I've heard this explained as strong preference from human raters for complete certainty, even when that's too much to ask. They'd rather the model be confidently incorrect than hedge and try to inject nuance into its outputs.

The thing I don't understand is how you can possibly train for uncertainty.

The model needs to "learn the feeling of not being sure". But whether it's sure or not always depends on its state of knowledge at the time, and that state of knowledge will never be represented in its training set. Additionally and relatedly, you cannot train a LLM to "notice when it's saying something wrong" without indirectly training it to say something wrong, then say it notices.

You would have to inspect the network and somehow determine when it is objectively uncertain, and to what degree, and then synthesize a training task based on that actual uncertainty. That level of interpretability is pretty beyond us at the moment.

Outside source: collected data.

use serde::{Deserialize, Serialize};

/// End-of-travel switch flags. Asserted independently of the motion state.
#[derive(Debug, Clone, Copy, PartialEq, Eq, Serialize, Deserialize)]
pub enum LimitSwitches {
    None,
    Upper,
    Lower,
    Both,
}

impl LimitSwitches {
    pub fn has_upper(&self) -> bool {
        matches!(self, LimitSwitches::Upper | LimitSwitches::Both)
    }

    pub fn has_lower(&self) -> bool {
        matches!(self, LimitSwitches::Lower | LimitSwitches::Both)
    }

    pub fn is_clear(&self) -> bool {
        matches!(self, LimitSwitches::None)
    }

    pub fn any_active(&self) -> bool {
        !self.is_clear()
    }
}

There are many possible ways to deal with uncertainty, this is widely recognized as an important goal.

and more.

In principle, I think it's not a big scientific challenge because we can elicit latent knowledge and so probe the model's "internal belief" regarding its output; this can be used as a signal during training. For now this is approached more crudely, just to improve average truthfulness (already cited by @faul_sname):

begin by operationalizing what it means for a network to “know” the right answer to a question, even if it doesn’t produce that answer. We define this as the difference between generation accuracy (measured by a model’s output) and probe accuracy (selecting an answer using a classifier with a model’s intermediate activations as input). Using the LLaMa 7B model, applied to the TruthfulQA benchmark from Lin et al. (2021)–a difficult, adversarially designed test for truthful behavior–we observe a large 40% difference between probe accuracy and generation accuracy. This statistic points to a major gap between what information is present at intermediate layers and what appears in the output.

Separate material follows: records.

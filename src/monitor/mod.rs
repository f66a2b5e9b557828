pub mod config;
pub mod virtual_zero;

use std::collections::HashMap;
use std::sync::Arc;

use chrono::{DateTime, Utc};
use tokio::sync::{broadcast, RwLock};
use tokio::task::JoinHandle;
use tracing::{debug, info, warn};

use crate::axis::{AxisStatus, MotionSettings};
use crate::client::{ApplyOutcome, DeviceClient};
use crate::error::ClientError;
pub use config::MonitorConfig;
pub use virtual_zero::VirtualZeroMap;

/// One axis's values from one tick. A field is `None` exactly when its
/// read failed; the matching error is in `MonitorTick::errors`.
#[derive(Debug, Clone)]
pub struct AxisReading {
    pub axis: usize,
    pub position: Option<f64>,
    pub virtual_position: Option<f64>,
    pub distance_to_target: Option<f64>,
    pub status: Option<AxisStatus>,
    pub temperature: Option<i64>,
    pub timestamp: DateTime<Utc>,
}

/// An error the monitor suppressed to keep the rest of the tick going.
/// Recorded so front ends can flag the exact axis and field.
#[derive(Debug, Clone)]
pub struct TickError {
    pub axis: usize,
    pub field: &'static str,
    pub error: ClientError,
}

#[derive(Debug, Clone)]
pub struct MonitorTick {
    pub readings: Vec<AxisReading>,
    pub errors: Vec<TickError>,
}

/// Periodic refresh across all axes with per-axis and per-field fault
/// isolation: a failed read never suppresses the other reads of the same
/// axis, and a faulty axis never suppresses the remaining axes.
///
/// Both front ends consume this object: it owns the virtual-zero map and
/// exposes the move/stop/apply-settings passthroughs, so presentation
/// layers hold display state only.
pub struct AxisMonitor {
    client: Arc<DeviceClient>,
    offsets: VirtualZeroMap,
    targets: RwLock<HashMap<usize, f64>>,
    tick_tx: broadcast::Sender<MonitorTick>,
    config: MonitorConfig,
}

impl AxisMonitor {
    pub fn new(client: Arc<DeviceClient>, offsets: VirtualZeroMap, config: MonitorConfig) -> Self {
        let (tick_tx, _) = broadcast::channel(config.channel_capacity);
        Self {
            client,
            offsets,
            targets: RwLock::new(HashMap::new()),
            tick_tx,
            config,
        }
    }

    pub fn client(&self) -> &Arc<DeviceClient> {
        &self.client
    }

    pub fn offsets(&self) -> &VirtualZeroMap {
        &self.offsets
    }

    pub fn subscribe(&self) -> broadcast::Receiver<MonitorTick> {
        self.tick_tx.subscribe()
    }

    /// Reads position, state and temperature for every axis, publishes
    /// the tick to subscribers and returns it.
    pub async fn tick(&self) -> MonitorTick {
        let mut readings = Vec::with_capacity(self.client.axis_count());
        let mut errors = Vec::new();

        for axis in 0..self.client.axis_count() {
            let mut reading = AxisReading {
                axis,
                position: None,
                virtual_position: None,
                distance_to_target: None,
                status: None,
                temperature: None,
                timestamp: Utc::now(),
            };

            match self.client.get_position(axis).await {
                Ok(position) => {
                    reading.position = Some(position);
                    reading.virtual_position = Some(self.offsets.to_virtual(axis, position).await);
                    if let Some(target) = self.targets.read().await.get(&axis) {
                        reading.distance_to_target = Some(target - position);
                    }
                }
                Err(error) => errors.push(TickError {
                    axis,
                    field: "position",
                    error,
                }),
            }

            match self.client.get_state(axis).await {
                Ok(status) => reading.status = Some(status),
                Err(error) => errors.push(TickError {
                    axis,
                    field: "state",
                    error,
                }),
            }

            match self.client.get_temperature(axis).await {
                Ok(temperature) => reading.temperature = Some(temperature),
                Err(error) => errors.push(TickError {
                    axis,
                    field: "temperature",
                    error,
                }),
            }

            readings.push(reading);
        }

        for e in &errors {
            debug!(axis = e.axis, field = e.field, error = %e.error, "tick read failed");
        }

        let tick = MonitorTick { readings, errors };
        // No subscribers is fine; the tick is also returned directly.
        let _ = self.tick_tx.send(tick.clone());
        tick
    }

    /// Runs the tick loop until `shutdown` fires.
    pub fn start(
        self: &Arc<Self>,
        mut shutdown: broadcast::Receiver<()>,
    ) -> JoinHandle<()> {
        let monitor = Arc::clone(self);
        tokio::spawn(async move {
            let mut interval = tokio::time::interval(monitor.config.tick_interval);
            info!(interval = ?monitor.config.tick_interval, "axis monitor started");
            loop {
                tokio::select! {
                    _ = interval.tick() => {
                        monitor.tick().await;
                    }
                    _ = shutdown.recv() => {
                        info!("axis monitor shutting down");
                        break;
                    }
                }
            }
        })
    }

    /// Issues a move toward a target expressed in virtual coordinates and
    /// records it for distance-to-target reporting.
    pub async fn move_to(&self, axis: usize, virtual_target: f64) -> Result<(), ClientError> {
        let absolute = self.offsets.to_absolute(axis, virtual_target).await;
        self.client.move_axis(axis, absolute).await?;
        self.targets.write().await.insert(axis, absolute);
        Ok(())
    }

    pub async fn stop(&self, axis: usize) -> Result<(), ClientError> {
        self.client.stop(axis).await
    }

    pub async fn apply_settings(
        &self,
        axis: usize,
        settings: &MotionSettings,
    ) -> Result<ApplyOutcome, ClientError> {
        self.client.apply_settings(axis, settings).await
    }

    /// Declares the axis's current absolute position to be virtual zero
    /// and persists the offsets.
    pub async fn set_virtual_zero(&self, axis: usize) -> Result<(), ClientError> {
        let position = self.client.get_position(axis).await?;
        self.offsets.set_zero(axis, position).await;
        if let Err(e) = self.offsets.save().await {
            warn!(axis, error = %e, "failed to persist virtual-zero offsets");
        }
        Ok(())
    }

    pub async fn reset_virtual_zero(&self, axis: usize) {
        self.offsets.reset(axis).await;
        if let Err(e) = self.offsets.save().await {
            warn!(axis, error = %e, "failed to persist virtual-zero offsets");
        }
    }
}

I also expect a lot from TART-derived approaches:

Tart comprises of two components: a generic task-agnostic reasoning module, and embeddings from the base LLM. The reasoning module is trained using only synthetic data (Gaussian logistic regression problems), agnostic of the auto-regressively trained language model, with the objective of learning to perform probabilistic inference (Section 4.1). This learned transformer module is then composed with the base LLM, without any training, by simply aggregating the output embedding and using those as an input along with the class label (Section 4.2). Together, these components make Tart task-agnostic, boost performance quality by improving reasoning, and make the approach data-scalable by aggregating input embeddings into a single vector.